I often get asked by people who just met me if my husband is blind or sighted. I have always wondered why this question is so important to people. Maybe it’s just curiosity. But remember, blind people have the same mental checklist when it comes to dating. We have the same inner gauge of chemistry, we know if it’s right or it’s not, we have horrible break-ups and happy endings. The bottom line is, blindness is not much of a factor in the dating process. While little adaptions may take place, ultimately all the important stuff (not related to blindness) play the most important part in finding love.
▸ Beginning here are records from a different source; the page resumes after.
//! Static content store: the bundled dataset.
//!
//! The bundle is a single JSON file written by `gita fetch-bundle`:
//!
//! ```json
//! { "chapters": [ { "chapter_number": 1, ... } ],
//!   "sloks": { "1-1": { "chapter": 1, "verse": 1, "slok": "..." } } }
//! ```
//!
//! It is loaded and validated once at startup and never mutated. Lookups are
//! hash-map reads.

use std::collections::{BTreeMap, HashMap};
use std::path::Path;

use anyhow::{Context, Result};
use gita_core::error::{AccessError, AccessResult};
use gita_core::models::{Chapter, Verse, VerseKey, CHAPTER_COUNT};
use log::info;
use serde::{Deserialize, Serialize};

/// On-disk shape of the bundle.
#[derive(Debug, Clone, Serialize, Deserialize)]
pub struct BundleFile {
    pub chapters: Vec<Chapter>,
    pub sloks: BTreeMap<String, Verse>,
}

/// Parsed, validated bundle.
#[derive(Debug, Clone)]
pub struct Bundle {
    chapters: Vec<Chapter>,
    sloks: HashMap<VerseKey, Verse>,
}

fn parse_slok_key(key: &str) -> Option<VerseKey> {
    let (c, v) = key.split_once('-')?;
    Some(VerseKey::new(c.parse().ok()?, v.parse().ok()?))
}

impl Bundle {
    /// Validate a bundle file and index it.
    ///
    /// Checks: every chapter record is valid, chapter numbers are exactly
    /// `1..=18`, every slok key agrees with its record, and each chapter's
    /// verses `1..=verses_count` are all present with nothing extra.
    pub fn from_file(file: BundleFile) -> AccessResult<Self> {
        let mut chapters = file.chapters;
        for chapter in &chapters {
            chapter.validate()?;
        }
        chapters.sort_by_key(|c| c.chapter_number);
        let numbers: Vec<u32> = chapters.iter().map(|c| c.chapter_number).collect();
        let expected: Vec<u32> = (1..=CHAPTER_COUNT).collect();
        if numbers != expected {
            return Err(AccessError::invalid(
                "chapters",
                format!("expected chapters 1..={}, found {:?}", CHAPTER_COUNT, numbers),
            ));
        }

        let mut sloks = HashMap::with_capacity(file.sloks.len());
        for (raw_key, verse) in file.sloks {
            let key = parse_slok_key(&raw_key)
                .ok_or_else(|| AccessError::invalid(raw_key.clone(), "malformed slok key"))?;
            if key != verse.key() {
                return Err(AccessError::invalid(
                    raw_key,
                    format!("record is for {}", verse.key()),
                ));
            }
            verse.validate()?;
            let in_chapter = chapters
                .get(key.chapter.wrapping_sub(1) as usize)
                .is_some_and(|c| c.contains_verse(key.verse));
            if !in_chapter {
                return Err(AccessError::invalid(raw_key, "verse outside its chapter"));
            }
            if sloks.insert(key, verse).is_some() {
                return Err(AccessError::invalid(raw_key, "duplicate verse"));
            }
        }

        for chapter in &chapters {
            for verse in 1..=chapter.verses_count {
                if !sloks.contains_key(&VerseKey::new(chapter.chapter_number, verse)) {
                    return Err(AccessError::invalid(
                        format!("{}-{}", chapter.chapter_number, verse),
                        "verse missing from bundle",
                    ));
                }
            }
        }

        Ok(Self { chapters, sloks })
    }

    pub fn parse(json: &str) -> AccessResult<Self> {
        let file: BundleFile =
            serde_json::from_str(json).map_err(|e| AccessError::invalid("bundle", e.to_string()))?;
        Self::from_file(file)
    }

    pub async fn load(path: &Path) -> Result<Self> {
        let raw = tokio::fs::read_to_string(path)
            .await
            .with_context(|| format!("Failed to read bundle: {}", path.display()))?;
        let bundle = Self::parse(&raw)
            .with_context(|| format!("Invalid bundle: {}", path.display()))?;
        info!(
            "loaded bundle {} ({} chapters, {} verses)",
            path.display(),
            bundle.chapters.len(),
            bundle.sloks.len()
        );
        Ok(bundle)
    }

    pub fn chapters(&self) -> &[Chapter] {
        &self.chapters
    }

    pub fn chapter(&self, number: u32) -> Option<&Chapter> {
        self.chapters.iter().find(|c| c.chapter_number == number)
    }

    pub fn slok(&self, chapter: u32, verse: u32) -> Option<&Verse> {
        self.sloks.get(&VerseKey::new(chapter, verse))
    }

    pub fn verse_count(&self) -> usize {
        self.sloks.len()
    }

    /// Back to the on-disk shape, slok keys as `c-v`.
    pub fn to_file(&self) -> BundleFile {
        BundleFile {
            chapters: self.chapters.clone(),
            sloks: self
                .sloks
                .iter()
                .map(|(k, v)| (format!("{}-{}", k.chapter, k.verse), v.clone()))
                .collect(),
        }
    }
}
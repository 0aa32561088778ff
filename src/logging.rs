//! Stderr logging for the `gita` binary.
//!
//! Library code logs through the `log` facade. The binary installs an
//! `env_logger` backend once at startup so diagnostics land on stderr and
//! stdout stays clean for command output. Level comes from `--verbose` or the
//! `GITA_LOG` environment variable (`error`, `warn`, `info`, `debug`,
//! `trace`, or per-module directives like `gita_companion::library=debug`).

use env_logger::{Builder, Env, Target};
use log::LevelFilter;

/// Environment variable holding the log filter.
pub const LOG_ENV: &str = "GITA_LOG";

/// Build the logger: `--verbose` wins, then the filter in `env`, then `warn`.
pub fn builder(verbose: bool, env: Env<'_>) -> Builder {
    let mut builder = Builder::from_env(env);
    builder.target(Target::Stderr).format_timestamp(None);
    if verbose {
        builder.filter_level(LevelFilter::Debug);
    }
    builder
}

/// Install the stderr logger. Calling it twice keeps the first logger.
pub fn init(verbose: bool) {
    let _ = builder(verbose, Env::new().filter_or(LOG_ENV, "warn")).try_init();
}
Deja M. Powell is programs manager at the Professional Development and Research Institute on Blindness at Louisiana Tech University and a 2008 alumna of the Louisiana Center for the Blind in Ruston. She writes a monthly column for the Daily Leader.

5 comments:

Unknown said...

Love your story! I have a similar one. (For those who don't know, I am also blind and am currently engaged to a sighted man.) When Jon and I first started dating, he would always open doors for me... car doors specifically annoied me. I remember coming home and complaining to my mom "Gosh, what a jerk! He doesn't think I know how to open a door or can walk myself to my own front door!" Boy did I feel stupid when my mom and sister both laughed and told me he was just being a gentleman. I don't know if I could get Jon to open a door for me now, almost two years later, if I tried. Lol! (just kidding)

Unknown said...

Love your story! I have a similar one. (For those who don't know, I am also blind and am currently engaged to a sighted man.) When Jon and I first started dating, he would always open doors for me... car doors specifically annoied me. I remember coming home and complaining to my mom "Gosh, what a jerk! He doesn't think I know how to open a door or can walk myself to my own front door!" Boy did I feel stupid when my mom and sister both laughed and told me he was just being a gentleman. I don't know if I could get Jon to open a door for me now, almost two years later, if I tried. Lol! (just kidding)

Unknown said...

Love your story! I have a similar one. (For those who don't know, I am also blind and am currently engaged to a sighted man.) When Jon and I first started dating, he would always open doors for me... car doors specifically annoied me. I remember coming home and complaining to my mom "Gosh, what a jerk! He doesn't think I know how to open a door or can walk myself to my own front door!" Boy did I feel stupid when my mom and sister both laughed and told me he was just being a gentleman. I don't know if I could get Jon to open a door for me now, almost two years later, if I tried. Lol! (just kidding)

Becky Andrews said...

Great post. I am surprised how often I got asked this question. You say it so well. Like any relationship there are some adjustments but the blindness really is not a big deal.

Catherine said...

Your walking story gave me a chuckle. I always have my cane with me, but I never use it when walking with my significant other (who is sighted), because we enjoy yet another excuse to go hand in hand or with arms around each other's waste.